[gmx-developers] Group cutoff-scheme simulation temperature affected by nh-chain-length
duyu at sioc.ac.cn
Thu Nov 2 07:01:06 CET 2017
Dear GMX-Developers and Shirts,
To reproduce the the problem, I use the material in GROMACS Tutorials Lysozyme in Water.
Yes, Prof. Shirts. If I use standard vdwtype=cut-off, coulombtype=pme and cutoff-scheme=group, the simulation temperature accords with the ref_t.
If I use gromos ff and tabulized potential, there is no temperature problem.
Now the problem is pinned on the relation between tabulized potential and thermostat under amber99sb-ildn ff.
I filed Bug #2286 in redmine.
Hope you could give some advice about this issue.
From:"Michael R Shirts" <Michael.Shirts at Colorado.EDU>
Sent Time:2017-10-23 19:43:38 (Monday)
To: "gmx-developers at gromacs.org" <gmx-developers at gromacs.org>, GMX-developer <gromacs.org_gmx-developers at maillist.sys.kth.se>
Subject: Re: [gmx-developers] Group cutoff-scheme simulation temperature affected by nh-chain-length
If you can file a bug report in redmine (http://redmine.gromacs.org/) with example files, that would be useful. Before you file it can you check if problem happens if you use standard cutoffs, instead of tabulated cutoffs? I wonder if there is some sort of code path that it’s going down. I will bet that combination of inputs has only very rarely been used. Also, you said the temperature jumps. Does it come back down to 310, or does it stay there?
Generally, I would recommend using v-rescale instead of Nose-Hoover. Nose-Hoover has some known flaws; increasing the chain length is supposed to help things, but doesn’t really help that much for realistic systems, just with very simple ones.
However, any Nose-Hoover change length should in principle give the same average, and did when the code was written.
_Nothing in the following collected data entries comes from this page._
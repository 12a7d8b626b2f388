#![cfg(feature = "dev")]

use approx::assert_relative_eq;
use knn_rs::internals::math::distance::DistanceMetric;

// ============================================================================
// Euclidean Distance Tests
// ============================================================================

#[test]
fn test_euclidean_distance_1d() {
    let a = [1.0];
    let b = [4.0];
    let dist = DistanceMetric::euclidean(&a, &b);
    assert_relative_eq!(dist, 3.0);
}

#[test]
fn test_euclidean_distance_2d() {
    let a = [0.0, 0.0];
    let b = [3.0, 4.0];
    let dist = DistanceMetric::euclidean(&a, &b);
    assert_relative_eq!(dist, 5.0);
}

#[test]
fn test_euclidean_distance_3d() {
    let a = [1.0, 2.0, 3.0];
    let b = [4.0, 6.0, 8.0];
    // diffs: 3, 4, 5. sum_sq: 9+16+25=50
    let dist = DistanceMetric::euclidean(&a, &b);
    assert_relative_eq!(dist, 50.0f64.sqrt());
}

#[test]
fn test_identical_points_have_zero_distance() {
    let a = [0.3, -1.2, 4.0];
    for metric in [
        DistanceMetric::Euclidean,
        DistanceMetric::Manhattan,
        DistanceMetric::Chebyshev,
        DistanceMetric::Minkowski(3.0),
    ] {
        assert_eq!(metric.distance(&a, &a), 0.0);
    }
}

// ============================================================================
// Other Metrics
// ============================================================================

#[test]
fn test_manhattan_distance() {
    let a = [1.0, 2.0];
    let b = [4.0, 6.0];
    // |1-4| + |2-6| = 3 + 4 = 7
    let dist = DistanceMetric::manhattan(&a, &b);
    assert_relative_eq!(dist, 7.0);
}

#[test]
fn test_chebyshev_distance() {
    let a = [1.0, 2.0];
    let b = [4.0, 7.0];
    // |1-4|=3, |2-7|=5. max(3, 5) = 5
    let dist = DistanceMetric::chebyshev(&a, &b);
    assert_relative_eq!(dist, 5.0);
}

#[test]
fn test_minkowski_distance() {
    let a = [1.0, 2.0];
    let b = [4.0, 6.0];
    let p = 3.0;
    // |3|^3 + |4|^3 = 27 + 64 = 91
    let dist: f64 = DistanceMetric::minkowski(&a, &b, p);
    assert_relative_eq!(dist, 91.0f64.powf(1.0 / 3.0));
}

#[test]
fn test_minkowski_reduces_to_euclidean_and_manhattan() {
    let a = [0.5, -2.0, 1.0];
    let b = [2.5, 1.0, -1.0];
    assert_relative_eq!(
        DistanceMetric::Minkowski(2.0).distance(&a, &b),
        DistanceMetric::euclidean(&a, &b),
        epsilon = 1e-12
    );
    assert_relative_eq!(
        DistanceMetric::Minkowski(1.0).distance(&a, &b),
        DistanceMetric::manhattan(&a, &b),
        epsilon = 1e-12
    );
}

#[test]
fn test_default_metric_is_euclidean() {
    assert_eq!(DistanceMetric::<f64>::default(), DistanceMetric::Euclidean);
}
If it doesn’t, the code was broken somewhere, possibly because of lack of coverage in the regression tests and something getting out of sync.
michael.shirts at colorado.edu
Phone: (303) 735-7860
Office: JSCBB C123
Department of Chemical and Biological Engineering
University of Colorado Boulder
From: <gromacs.org_gmx-developers-bounces at maillist.sys.kth.se> on behalf of "Du, Yu" <duyu at sioc.ac.cn>
Reply-To: "gmx-developers at gromacs.org" <gmx-developers at gromacs.org>
Date: Monday, October 23, 2017 at 12:48 AM
To: GMX-developer <gromacs.org_gmx-developers at maillist.sys.kth.se>
Subject: [gmx-developers] Group cutoff-scheme simulation temperature affected by nh-chain-length
Dear GMX Developer and Prof. Hess,
I think this question is not common to GMX users, so I post it here.
Prof. Hess is very familiar with the tabulized potential and group cutoff scheme, so I also CC this email to you. Any advice will be appreciated.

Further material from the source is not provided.